In a top-down, centralized hierarchy of political power (i.e. the central state), the pharmaceutical company only needs to lobby a few authorities in the central state toimpose its rentier skim/scam on the entire nation.
Lobbying/bribing a relative handful of federal officials and elected representatives is remarkably inexpensive: a financier or corporation only needs to focus on these few key players, and smoothing the PR pathway via a highly concentrated corporate media.
A mere $5 million spent in the right places guarantees $100 million in future profits-- profits earned not from open competition in a transparent market, but profits plundered as rentier skims: the product didn't get any better or effective when the price leaped from $3 to $600, and competition was squelched by regulatory capture and high barriers to entry.
Now imagine if the pharmaceutical company had to lobby/bribe officials in each of America's 3,142 counties to impose its rapacious rentier skim on the populace of each county. The lobbying/bribing effort will be orders of magnitude more costly and complex, and the national corporate media is less effective at the local level, where community groups and local media have some influence.
If we look at the source of the 2008 Global Financial Meltdown, we find that the centralization of capital and power were the primary enablers of the meltdown. If the financial system were composed of 1,200 local banks, each of which had to comply with local and state regulations instead of five behemoth banks that had the capital and klout to buy Washington D.C.'s approval of their leverage and shady dealings, some hundreds of the smaller banks might have failed--but the system would have survived.
Those banks that played fast and loose with derivatives and subprime mortgages would have reaped what they had sown and been liquidated. Investors in those banks' bonds and stocks would have been wiped out. Losses would have been taken by those who had taken the risks, bad debts would have been written off and lessons would have been learned.

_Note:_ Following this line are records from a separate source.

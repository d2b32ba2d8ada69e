//! `/ows` endpoint: the `SERVICE=LIZMAP` family of OWS requests.

use axum::extract::{RawQuery, State};
use axum::http::{header, HeaderMap, Method};
use axum::response::{IntoResponse, Response};
use bytes::Bytes;
use lizmap_core::OwsParams;

use super::AppState;
use crate::service::identity::request_context;
use crate::service::{LizmapRequest, ServiceError};

pub const SERVICE_PARAM: &str = "SERVICE";
pub const MAP_PARAM: &str = "MAP";
pub const LIZMAP_SERVICE: &str = "LIZMAP";

/// Handles `GET` and `POST` `/ows`.
///
/// Parameters come from the query string, then from an
/// `application/x-www-form-urlencoded` body. The `MAP` project is loaded
/// before the request reaches the service.
pub async fn ows_handler(
    State(state): State<AppState>,
    method: Method,
    RawQuery(query): RawQuery,
    headers: HeaderMap,
    body: Bytes,
) -> Response {
    let _in_flight = state.shutdown.in_flight_guard();

    let Some(mut params) = parse_params(query.as_deref().unwrap_or_default()) else {
        return ServiceError::bad_request("Invalid query string").into_response();
    };

    let body = (method == Method::POST && !body.is_empty()).then_some(body);
    if let Some(body) = &body {
        if is_form(&headers) {
            add_form_params(&mut params, body);
        }
    }

    match params.get(SERVICE_PARAM) {
        Some(service) if service.eq_ignore_ascii_case(LIZMAP_SERVICE) => {}
        other => {
            return ServiceError::bad_request(format!(
                "Invalid SERVICE parameter: must be LIZMAP, found '{}'",
                other.unwrap_or_default()
            ))
            .into_response();
        }
    }

    let project = match params.get_non_empty(MAP_PARAM) {
        Some(map) => match state.projects.load(map).await {
            Ok(project) => Some(project),
            Err(e) => return ServiceError::from(e).into_response(),
        },
        None => None,
    };

    let request = request_context(&headers, &params);
    state
        .service
        .execute(LizmapRequest {
            params,
            body,
            request,
            project,
        })
        .await
}

/// Parses an urlencoded string into case-insensitive parameters.
fn parse_params(raw: &str) -> Option<OwsParams> {
    serde_urlencoded::from_str::<Vec<(String, String)>>(raw)
        .ok()
        .map(|pairs| pairs.into_iter().collect())
}

fn is_form(headers: &HeaderMap) -> bool {
    headers
        .get(header::CONTENT_TYPE)
        .and_then(|v| v.to_str().ok())
        .is_some_and(|v| v.starts_with("application/x-www-form-urlencoded"))
}

/// Adds form body parameters; query string values keep precedence.
/// Bodies that are not UTF-8 are left for the service to reject.
fn add_form_params(params: &mut OwsParams, body: &Bytes) {
    let Ok(text) = std::str::from_utf8(body) else {
        return;
    };
    if let Ok(pairs) = serde_urlencoded::from_str::<Vec<(String, String)>>(text) {
        for (key, value) in pairs {
            params.insert(&key, value);
        }
    }
}

#[cfg(test)]
mod tests {
    use axum::http::HeaderValue;

    use super::*;

    #[test]
    fn query_strings_are_decoded() {
        let params = parse_params("service=LIZMAP&Request=GetSubsetString&LAYER=my%20layer").unwrap();
        assert_eq!(params.get("SERVICE"), Some("LIZMAP"));
        assert_eq!(params.get("REQUEST"), Some("GetSubsetString"));
        assert_eq!(params.get("layer"), Some("my layer"));
        assert!(parse_params("").unwrap().is_empty());
    }

    #[test]
    fn form_bodies_add_parameters() {
        let mut params = parse_params("SERVICE=LIZMAP&LAYER=a").unwrap();
        add_form_params(&mut params, &Bytes::from_static(b"LAYER=b&REQUEST=GetSubsetString"));
        assert_eq!(params.get("LAYER"), Some("a"));
        assert_eq!(params.get("REQUEST"), Some("GetSubsetString"));

        add_form_params(&mut params, &Bytes::from_static(&[0xff, 0x3d, 0x31]));
        assert_eq!(params.len(), 3);
    }

    #[test]
    fn form_content_type() {
        let mut headers = HeaderMap::new();
        assert!(!is_form(&headers));
        headers.insert(
            header::CONTENT_TYPE,
            HeaderValue::from_static("application/x-www-form-urlencoded; charset=UTF-8"),
        );
        assert!(is_form(&headers));
    }
}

Instead, the five big banks and a handful of other monstrous financial entities were able to cry, "If you don't save us, we'll take the entire system down with us!" A system that prohibited the concentration of centralized capital and power would never have been in a position to be blackmailed by the Too Big To Fail predatory parasites.
We live in an incredibly diverse nation and world. Fragmentation serves this world better than centralized power, which as I explain in my short booksInequality and the Collapse of Privilege and Why Our Status Quo Failed and Is Beyond Reform, is breeds corruption, self-serving bureaucracies, insider rackets, cronyism and rentier skims as the only possible output of the system.
If we want a resilient, flexible, low-cost system, we must replace the centralized system of enforced consent and artificial consensus with a fragmented, transparent one of smaller scaled, competing organizations of governance, capital and enterprise.
The intrinsic limits of a corrupt, inefficient and rigged-to-serve-the-few-at -the-expense- of-the-many centralized pyramid of power and wealth is why centralization is the problem rather than the solution:
Transparent fragmentation is the solution. Only those who will lose their share of the rentier skims, scams and rackets are afraid of history's trajectory away from centralization. When something no longer works, it goes away: it costs more to maintain than its output is worth.
As its defenders tax the system to protect what no longer works (except for them, of course), the slide to oblivion accelerates as the system breaks down under the collective weight of all the skims, scams and rackets benefiting the few at the expense of the many.